The AppLike Group develops solutions in the field of mobile user acquisition.
For each of the three business units of the AppLike Group, each of which occupies one floor, BAID designed an independent color and theme world, which in combination create a harmonious whole. The individual design ideas of the three areas are each based on their own “codec”. It is reflected in their names and characterizes the respective floor: “Local,” “Space” and “Code. Specially developed wall graphics and foil plots for the glass partitions form a common thread running through the corresponding areas, structuring the office world and helping employees to find their way around. Thus, employees and visitors encounter the names of Hamburg’s districts (“Local”), the planets of our star system (“Space”) and sequences of programming codes (“Code”) on the different floors.

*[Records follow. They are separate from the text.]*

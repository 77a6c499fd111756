//! End-to-end packaging tests against the backend-free device.

use std::sync::Arc;

use vermilion_core::streams::SourceStreamFactory;
use vermilion_core::ThreadPool;
use vermilion_device::archive::{Archiver, Dearchiver};
use vermilion_device::device::{NullDevice, RenderDevice, SerializationDeviceCreateInfo};
use vermilion_device::flags::DeviceFlags;
use vermilion_device::types::PipelineType;
use vermilion_packager::{PackageError, RenderStatePackager};

fn make_packager(flags: DeviceFlags, files: &[(&str, &str)]) -> RenderStatePackager {
    let _ = env_logger::builder().is_test(true).try_init();

    let streams = SourceStreamFactory::in_memory();
    for (name, text) in files {
        streams.insert(*name, text.as_bytes().to_vec());
    }
    let device: Arc<dyn RenderDevice> = Arc::new(NullDevice::new(
        SerializationDeviceCreateInfo {
            device_flags: flags,
            ..Default::default()
        },
        SourceStreamFactory::in_memory(),
    ));
    RenderStatePackager::new(device, flags, streams, Arc::new(ThreadPool::new(4)))
}

const SIGNATURE_JSON: &str = r#"{
    "ResourceSignatures": [{
        "Name": "Common",
        "Resources": [{ "Name": "Constants", "Type": "CONSTANT_BUFFER" }]
    }]
}"#;

const PSO_JSON: &str = r#"{
    "Shaders": [{ "Name": "CS", "Stage": "COMPUTE", "Source": "void cs() {}" }],
    "Pipelines": [{
        "Type": "COMPUTE",
        "Name": "Cull",
        "ComputeShader": "CS",
        "ResourceSignatures": ["Common"]
    }]
}"#;

const IGNORE_SIGNATURE_JSON: &str = r#"{
    "ResourceSignatures": [{ "Name": "Common", "Ignored": true }]
}"#;

#[test]
fn packages_and_round_trips_through_the_archive() {
    let mut packager = make_packager(
        DeviceFlags::VULKAN | DeviceFlags::D3D12,
        &[("signature.json", SIGNATURE_JSON), ("pso.json", PSO_JSON)],
    );
    packager
        .parse_files(&["signature.json", "pso.json"])
        .unwrap();

    let mut archiver = Archiver::new();
    packager.execute(&mut archiver, None).unwrap();
    assert_eq!(archiver.signature_count(), 1);
    assert_eq!(archiver.pipeline_count(), 1);

    let blob = archiver.serialize_to_blob(7).unwrap();
    let mut dearchiver = Dearchiver::new();
    dearchiver.load_archive(&blob).unwrap();
    assert_eq!(dearchiver.content_version(), Some(7));

    let pipeline = dearchiver
        .unpack_pipeline_state("Cull", Some(PipelineType::Compute))
        .unwrap();
    assert_eq!(pipeline.resource_signatures.len(), 1);
    assert_eq!(pipeline.shaders.len(), 1);
    // The shader carries one artifact per flagged backend.
    assert_eq!(pipeline.shaders[0].artifacts().len(), 2);
}

#[test]
fn ignored_signatures_split_across_two_archives() {
    // First archive: the signature alone.
    let mut packager = make_packager(
        DeviceFlags::VULKAN,
        &[
            ("signature.json", SIGNATURE_JSON),
            ("pso.json", PSO_JSON),
            ("ignore.json", IGNORE_SIGNATURE_JSON),
        ],
    );
    packager.parse_files(&["signature.json"]).unwrap();
    let mut sig_archiver = Archiver::new();
    packager.execute(&mut sig_archiver, None).unwrap();
    let sig_blob = sig_archiver.serialize_to_blob(1).unwrap();

    // Second archive: the pipeline, with the signature marked ignored so
    // it is built for linking but not packed.
    packager.reset();
    packager
        .parse_files(&["signature.json", "pso.json", "ignore.json"])
        .unwrap();
    let mut pso_archiver = Archiver::new();
    packager.execute(&mut pso_archiver, None).unwrap();
    assert_eq!(pso_archiver.signature_count(), 0);
    assert_eq!(pso_archiver.pipeline_count(), 1);
    let pso_blob = pso_archiver.serialize_to_blob(1).unwrap();

    let mut dearchiver = Dearchiver::new();
    dearchiver.load_archive(&sig_blob).unwrap();
    dearchiver.load_archive(&pso_blob).unwrap();

    let pipeline = dearchiver.unpack_pipeline_state("Cull", None).unwrap();
    assert_eq!(pipeline.resource_signatures.len(), 1);
    assert_eq!(pipeline.resource_signatures[0].name(), "Common");
    let standalone = dearchiver.unpack_resource_signature("Common").unwrap();
    assert_eq!(
        standalone.desc(),
        pipeline.resource_signatures[0].desc()
    );
}

#[test]
fn phase1_failure_prevents_phase2() {
    // The broken render pass is referenced by no pipeline, but a Phase-1
    // failure must still fail the whole execute.
    let broken = r#"{
        "RenderPasses": [{
            "Name": "Broken",
            "Attachments": [{ "Format": "RGBA8_UNORM" }],
            "Subpasses": [{ "RenderTargets": [5] }]
        }]
    }"#;
    let mut packager = make_packager(
        DeviceFlags::VULKAN,
        &[
            ("signature.json", SIGNATURE_JSON),
            ("pso.json", PSO_JSON),
            ("broken.json", broken),
        ],
    );
    packager
        .parse_files(&["signature.json", "pso.json", "broken.json"])
        .unwrap();

    let mut archiver = Archiver::new();
    let err = packager.execute(&mut archiver, None).unwrap_err();
    assert!(matches!(err, PackageError::Creation { .. }));
    assert!(err.to_string().starts_with("Failed to create state objects"));
    // Nothing reached the archiver.
    assert_eq!(archiver.pipeline_count(), 0);
}

#[test]
fn missing_dependency_is_reported_by_name() {
    let dangling = r#"{
        "Pipelines": [{ "Type": "COMPUTE", "Name": "Cull", "ComputeShader": "Nope" }]
    }"#;
    let mut packager = make_packager(DeviceFlags::VULKAN, &[("pso.json", dangling)]);
    packager.parse_files(&["pso.json"]).unwrap();

    let mut archiver = Archiver::new();
    let err = packager.execute(&mut archiver, None).unwrap_err();
    assert!(err.to_string().contains("Unable to find shader 'Nope'"));
}

#[test]
fn dump_writes_backend_trees() {
    let mut packager = make_packager(
        DeviceFlags::VULKAN | DeviceFlags::METAL_MACOS,
        &[("pso.json", PSO_JSON), ("signature.json", SIGNATURE_JSON)],
    );
    packager
        .parse_files(&["signature.json", "pso.json"])
        .unwrap();

    let dump = tempfile::tempdir().unwrap();
    let mut archiver = Archiver::new();
    packager.execute(&mut archiver, Some(dump.path())).unwrap();

    let vulkan = dump.path().join("Vulkan/compute/Cull/CS.spv");
    assert!(vulkan.is_file(), "missing {}", vulkan.display());

    let metal_dir = dump.path().join("Metal_macOS/compute/Cull");
    for name in ["CS.air", "CS.metal", "CS.metallib"] {
        assert!(
            metal_dir.join(name).is_file(),
            "missing {}",
            metal_dir.join(name).display()
        );
    }
}

#[test]
fn reset_allows_reuse_with_a_new_file_set() {
    let other = r#"{
        "Shaders": [{ "Name": "TS", "Stage": "TILE", "Source": "void ts() {}" }],
        "Pipelines": [{ "Type": "TILE", "Name": "Shade", "TileShader": "TS" }]
    }"#;
    let mut packager = make_packager(
        DeviceFlags::VULKAN,
        &[
            ("signature.json", SIGNATURE_JSON),
            ("pso.json", PSO_JSON),
            ("tile.json", other),
        ],
    );

    packager
        .parse_files(&["signature.json", "pso.json"])
        .unwrap();
    let mut first = Archiver::new();
    packager.execute(&mut first, None).unwrap();
    assert_eq!(packager.pipelines().len(), 1);

    packager.reset();
    packager.parse_files(&["tile.json"]).unwrap();
    let mut second = Archiver::new();
    packager.execute(&mut second, None).unwrap();
    assert_eq!(second.pipeline_count(), 1);
    assert_eq!(packager.pipelines()[0].pipeline_type(), PipelineType::Tile);
}

#[test]
fn graphics_mesh_and_ray_tracing_pipelines_package() {
    let states = r#"{
        "Shaders": [
            { "Name": "VS", "Stage": "VERTEX", "Source": "void vs() {}" },
            { "Name": "PS", "Stage": "PIXEL", "Source": "void ps() {}" },
            { "Name": "MS", "Stage": "MESH", "Source": "void ms() {}" },
            { "Name": "RayGen", "Stage": "RAY_GEN", "Source": "void rg() {}" },
            { "Name": "Hit", "Stage": "CLOSEST_HIT", "Source": "void ch() {}" }
        ],
        "RenderPasses": [{
            "Name": "Main",
            "Attachments": [{ "Format": "RGBA8_UNORM" }],
            "Subpasses": [{ "RenderTargets": [0] }]
        }],
        "Pipelines": [
            {
                "Type": "GRAPHICS", "Name": "Opaque",
                "VertexShader": "VS", "PixelShader": "PS",
                "RenderPass": "Main",
                "GraphicsPipeline": {
                    "NumRenderTargets": 1, "RtvFormats": ["RGBA8_UNORM"]
                }
            },
            {
                "Type": "MESH", "Name": "Meshlets",
                "MeshShader": "MS", "PixelShader": "PS"
            },
            {
                "Type": "RAY_TRACING", "Name": "PathTrace",
                "GeneralShaders": [{ "Name": "Main", "Shader": "RayGen" }],
                "TriangleHitShaders": [{ "Name": "HitGroup", "ClosestHitShader": "Hit" }],
                "MaxRecursionDepth": 2
            }
        ]
    }"#;
    let mut packager = make_packager(DeviceFlags::VULKAN, &[("states.json", states)]);
    packager.parse_files(&["states.json"]).unwrap();

    let mut archiver = Archiver::new();
    packager.execute(&mut archiver, None).unwrap();
    assert_eq!(archiver.pipeline_count(), 3);

    let blob = archiver.serialize_to_blob(1).unwrap();
    let mut dearchiver = Dearchiver::new();
    dearchiver.load_archive(&blob).unwrap();

    let mesh = dearchiver
        .unpack_pipeline_state("Meshlets", Some(PipelineType::Mesh))
        .unwrap();
    assert!(mesh.graphics.is_some());
    let rt = dearchiver
        .unpack_pipeline_state("PathTrace", Some(PipelineType::RayTracing))
        .unwrap();
    assert_eq!(rt.shaders.len(), 2);
    assert!(dearchiver.unpack_render_pass("Main").is_ok());
}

AppLike moved from Hamburg’s trendy Schanze district to the exclusive Alster location in the St. Georg district. The clients’ request to BAID was to preserve the innovative start-up character of the former location, which the planners succeeded in doing with a combination of “raw,” honest materials, the use of accentuating colors, and other fun details. BAID designed an open, functional and flexible sequence of spaces to meet the specific needs of the staff as well as to map the necessary collaborative structures. Communication and discourse find their architectural equivalent in a fitting arrangement of “start-up garages” with large, dark-framed glass surfaces and axes of view both inward and outward to the Alster. The workspaces, called “creative garages,” are arranged along the façade, the sanitary facilities are located in the central zone, and the tea kitchens and detailed lounge areas have been arranged at prominent intersections.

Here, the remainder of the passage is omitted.